■ What to produce ■
Every line holding the string "Custom" should be copied out of the listing.

■ Provided entries ■
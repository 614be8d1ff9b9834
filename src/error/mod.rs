//! Error handling for the measurement engine

use thiserror::Error;

/// Custom error types for the measurement engine
#[derive(Error, Debug)]
pub enum AppError {
    /// Configuration-related errors
    #[error("Configuration error: {0}")]
    Config(String),

    /// Network connectivity errors
    #[error("Network error: {0}")]
    Network(String),

    /// HTTP request errors
    #[error("HTTP request error: {0}")]
    HttpRequest(String),

    /// Timeout errors
    #[error("Timeout error: {0}")]
    Timeout(String),

    /// Validation errors
    #[error("Validation error: {0}")]
    Validation(String),

    /// I/O errors (file operations, etc.)
    #[error("I/O error: {0}")]
    Io(String),

    /// Parsing errors (URLs, JSON, etc.)
    #[error("Parsing error: {0}")]
    Parse(String),

    /// Statistics calculation errors
    #[error("Statistics error: {0}")]
    Statistics(String),

    /// Generic internal errors
    #[error("Internal error: {0}")]
    Internal(String),
}

impl AppError {
    /// Create a new configuration error
    pub fn config<S: Into<String>>(message: S) -> Self {
        Self::Config(message.into())
    }

    /// Create a new network error
    pub fn network<S: Into<String>>(message: S) -> Self {
        Self::Network(message.into())
    }

    /// Create a new HTTP request error
    pub fn http_request<S: Into<String>>(message: S) -> Self {
        Self::HttpRequest(message.into())
    }

    /// Create a new timeout error
    pub fn timeout<S: Into<String>>(message: S) -> Self {
        Self::Timeout(message.into())
    }

    /// Create a new validation error
    pub fn validation<S: Into<String>>(message: S) -> Self {
        Self::Validation(message.into())
    }

    /// Create a new I/O error
    pub fn io<S: Into<String>>(message: S) -> Self {
        Self::Io(message.into())
    }

    /// Create a new parsing error
    pub fn parse<S: Into<String>>(message: S) -> Self {
        Self::Parse(message.into())
    }

    /// Create a new statistics error
    pub fn statistics<S: Into<String>>(message: S) -> Self {
        Self::Statistics(message.into())
    }

    /// Create a new internal error
    pub fn internal<S: Into<String>>(message: S) -> Self {
        Self::Internal(message.into())
    }

    /// Get error category for logging and reporting
    pub fn category(&self) -> &'static str {
        match self {
            Self::Config(_) => "CONFIG",
            Self::Network(_) => "NETWORK",
            Self::HttpRequest(_) => "HTTP",
            Self::Timeout(_) => "TIMEOUT",
            Self::Validation(_) => "VALIDATION",
            Self::Io(_) => "IO",
            Self::Parse(_) => "PARSE",
            Self::Statistics(_) => "STATS",
            Self::Internal(_) => "INTERNAL",
        }
    }

    /// Transient per-operation failures: a run counts them and moves on
    pub fn is_recoverable(&self) -> bool {
        match self {
            Self::Network(_) | Self::HttpRequest(_) | Self::Timeout(_) => true,
            Self::Config(_) | Self::Validation(_) | Self::Parse(_) => false,
            Self::Io(_) | Self::Statistics(_) | Self::Internal(_) => false,
        }
    }

    /// Get user-friendly error message with suggestions
    pub fn user_friendly_message(&self) -> String {
        let (summary, msg, advice) = match self {
            Self::Config(msg) => (
                "Configuration problem",
                msg,
                "Suggestion: Check your .env file or SPEEDTEST_* environment variables.",
            ),
            Self::Network(msg) => (
                "Network connectivity issue",
                msg,
                "Suggestion: Check your internet connection and try again.",
            ),
            Self::HttpRequest(msg) => (
                "HTTP request failed",
                msg,
                "Suggestion: The measurement endpoint may be down or rejecting requests. \
                 Try a different endpoint pool.",
            ),
            Self::Timeout(msg) => (
                "Request timed out",
                msg,
                "Suggestion: Increase the transfer or probe timeout, or check your network connection.",
            ),
            Self::Validation(msg) => (
                "Invalid input",
                msg,
                "Suggestion: Check the endpoint URLs, durations and bands in your configuration.",
            ),
            Self::Io(msg) => (
                "File operation failed",
                msg,
                "Suggestion: Check file permissions and disk space.",
            ),
            Self::Parse(msg) => (
                "Failed to parse data",
                msg,
                "Suggestion: Check the format of your input data or configuration files.",
            ),
            Self::Statistics(msg) => (
                "Statistics calculation failed",
                msg,
                "Suggestion: This usually means no usable samples were collected.",
            ),
            Self::Internal(msg) => (
                "Internal error",
                msg,
                "This is likely a bug. Please report this issue with the error details.",
            ),
        };

        format!("{}: {}\n\n{}", summary, msg, advice)
    }

    /// Format error for console display with color coding
    pub fn format_for_console(&self, use_color: bool) -> String {
        let category = self.category();
        let message = self.to_string();

        if use_color {
            use colored::Colorize;
            match self {
                Self::Config(_) | Self::Validation(_) | Self::Parse(_) => {
                    format!("[{}] {}", category.red().bold(), message.red())
                }
                Self::Network(_) | Self::HttpRequest(_) => {
                    format!("[{}] {}", category.yellow().bold(), message.yellow())
                }
                Self::Timeout(_) => {
                    format!("[{}] {}", category.blue().bold(), message.blue())
                }
                Self::Io(_) | Self::Statistics(_) => {
                    format!("[{}] {}", category.cyan().bold(), message.cyan())
                }
                Self::Internal(_) => {
                    format!("[{}] {}", category.bright_red().bold(), message.bright_red())
                }
            }
        } else {
            format!("[{}] {}", category, message)
        }
    }
}

// Standard library error conversions
impl From<std::io::Error> for AppError {
    fn from(error: std::io::Error) -> Self {
        Self::io(error.to_string())
    }
}

impl From<url::ParseError> for AppError {
    fn from(error: url::ParseError) -> Self {
        Self::parse(format!("URL parse error: {}", error))
    }
}

impl From<serde_json::Error> for AppError {
    fn from(error: serde_json::Error) -> Self {
        Self::parse(format!("JSON parse error: {}", error))
    }
}

impl From<reqwest::Error> for AppError {
    fn from(error: reqwest::Error) -> Self {
        if error.is_timeout() {
            Self::timeout(error.to_string())
        } else if error.is_connect() || error.is_request() {
            Self::network(error.to_string())
        } else {
            Self::http_request(error.to_string())
        }
    }
}

impl From<dotenv::Error> for AppError {
    fn from(error: dotenv::Error) -> Self {
        Self::config(format!("Environment file error: {}", error))
    }
}

impl From<std::num::ParseIntError> for AppError {
    fn from(error: std::num::ParseIntError) -> Self {
        Self::parse(format!("Integer parse error: {}", error))
    }
}

impl From<std::num::ParseFloatError> for AppError {
    fn from(error: std::num::ParseFloatError) -> Self {
        Self::parse(format!("Float parse error: {}", error))
    }
}

impl From<std::str::ParseBoolError> for AppError {
    fn from(error: std::str::ParseBoolError) -> Self {
        Self::parse(format!("Boolean parse error: {}", error))
    }
}

/// Custom Result type for the crate
pub type Result<T> = std::result::Result<T, AppError>;

/// Error context trait for adding context to errors
pub trait ErrorContext<T> {
    /// Add context to an error
    fn with_context<F>(self, f: F) -> Result<T>
    where
        F: FnOnce() -> String;

    /// Add static context to an error
    fn context(self, message: &'static str) -> Result<T>;
}

impl<T, E> ErrorContext<T> for std::result::Result<T, E>
where
    E: Into<AppError>,
{
    fn with_context<F>(self, f: F) -> Result<T>
    where
        F: FnOnce() -> String,
    {
        self.map_err(|e| {
            let original_error = e.into();
            let context = f();
            // Keep the category of the original error so callers can still
            // branch on is_recoverable()
            match original_error {
                AppError::Config(msg) => AppError::Config(format!("{}: {}", context, msg)),
                AppError::Network(msg) => AppError::Network(format!("{}: {}", context, msg)),
                AppError::HttpRequest(msg) => AppError::HttpRequest(format!("{}: {}", context, msg)),
                AppError::Timeout(msg) => AppError::Timeout(format!("{}: {}", context, msg)),
                AppError::Validation(msg) => AppError::Validation(format!("{}: {}", context, msg)),
                AppError::Io(msg) => AppError::Io(format!("{}: {}", context, msg)),
                AppError::Parse(msg) => AppError::Parse(format!("{}: {}", context, msg)),
                AppError::Statistics(msg) => AppError::Statistics(format!("{}: {}", context, msg)),
                AppError::Internal(msg) => AppError::Internal(format!("{}: {}", context, msg)),
            }
        })
    }

    fn context(self, message: &'static str) -> Result<T> {
        self.with_context(|| message.to_string())
    }
}

#[cfg(test)]
mod tests {
    use super::*;

    #[test]
    fn test_error_creation() {
        let config_err = AppError::config("Invalid configuration");
        assert!(matches!(config_err, AppError::Config(_)));
        assert_eq!(config_err.category(), "CONFIG");
        assert!(!config_err.is_recoverable());

        let network_err = AppError::network("Connection failed");
        assert!(matches!(network_err, AppError::Network(_)));
        assert_eq!(network_err.category(), "NETWORK");
        assert!(network_err.is_recoverable());
    }

    #[test]
    fn test_transient_errors_are_recoverable() {
        assert!(AppError::timeout("probe").is_recoverable());
        assert!(AppError::http_request("503").is_recoverable());
        assert!(!AppError::statistics("empty").is_recoverable());
        assert!(!AppError::validation("bad").is_recoverable());
    }

    #[test]
    fn test_error_display() {
        let error = AppError::timeout("Transfer timed out after 5s");
        assert_eq!(error.to_string(), "Timeout error: Transfer timed out after 5s");
    }

    #[test]
    fn test_user_friendly_messages() {
        let error = AppError::config("no endpoints");
        let message = error.user_friendly_message();
        assert!(message.contains("Configuration problem"));
        assert!(message.contains("SPEEDTEST_"));
    }

    #[test]
    fn test_console_formatting() {
        let error = AppError::network("Test error");
        let plain = error.format_for_console(false);
        assert_eq!(plain, "[NETWORK] Network error: Test error");

        let colored = error.format_for_console(true);
        assert!(colored.contains("NETWORK"));
    }

    #[test]
    fn test_error_conversions() {
        let url_err: AppError = url::Url::parse("not a url").unwrap_err().into();
        assert!(matches!(url_err, AppError::Parse(_)));

        let int_err: AppError = "abc".parse::<u32>().unwrap_err().into();
        assert!(matches!(int_err, AppError::Parse(_)));

        let io_err: AppError = std::io::Error::new(std::io::ErrorKind::NotFound, "missing").into();
        assert!(matches!(io_err, AppError::Io(_)));
    }

    #[test]
    fn test_error_context_keeps_category() {
        let result: std::result::Result<(), AppError> = Err(AppError::timeout("slow"));
        let err = result.context("Download transfer").unwrap_err();
        assert!(matches!(err, AppError::Timeout(_)));
        assert!(err.to_string().contains("Download transfer: slow"));
    }
}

■ Your response ■
/// Custom error types for the measurement engine
/// Custom Result type for the crate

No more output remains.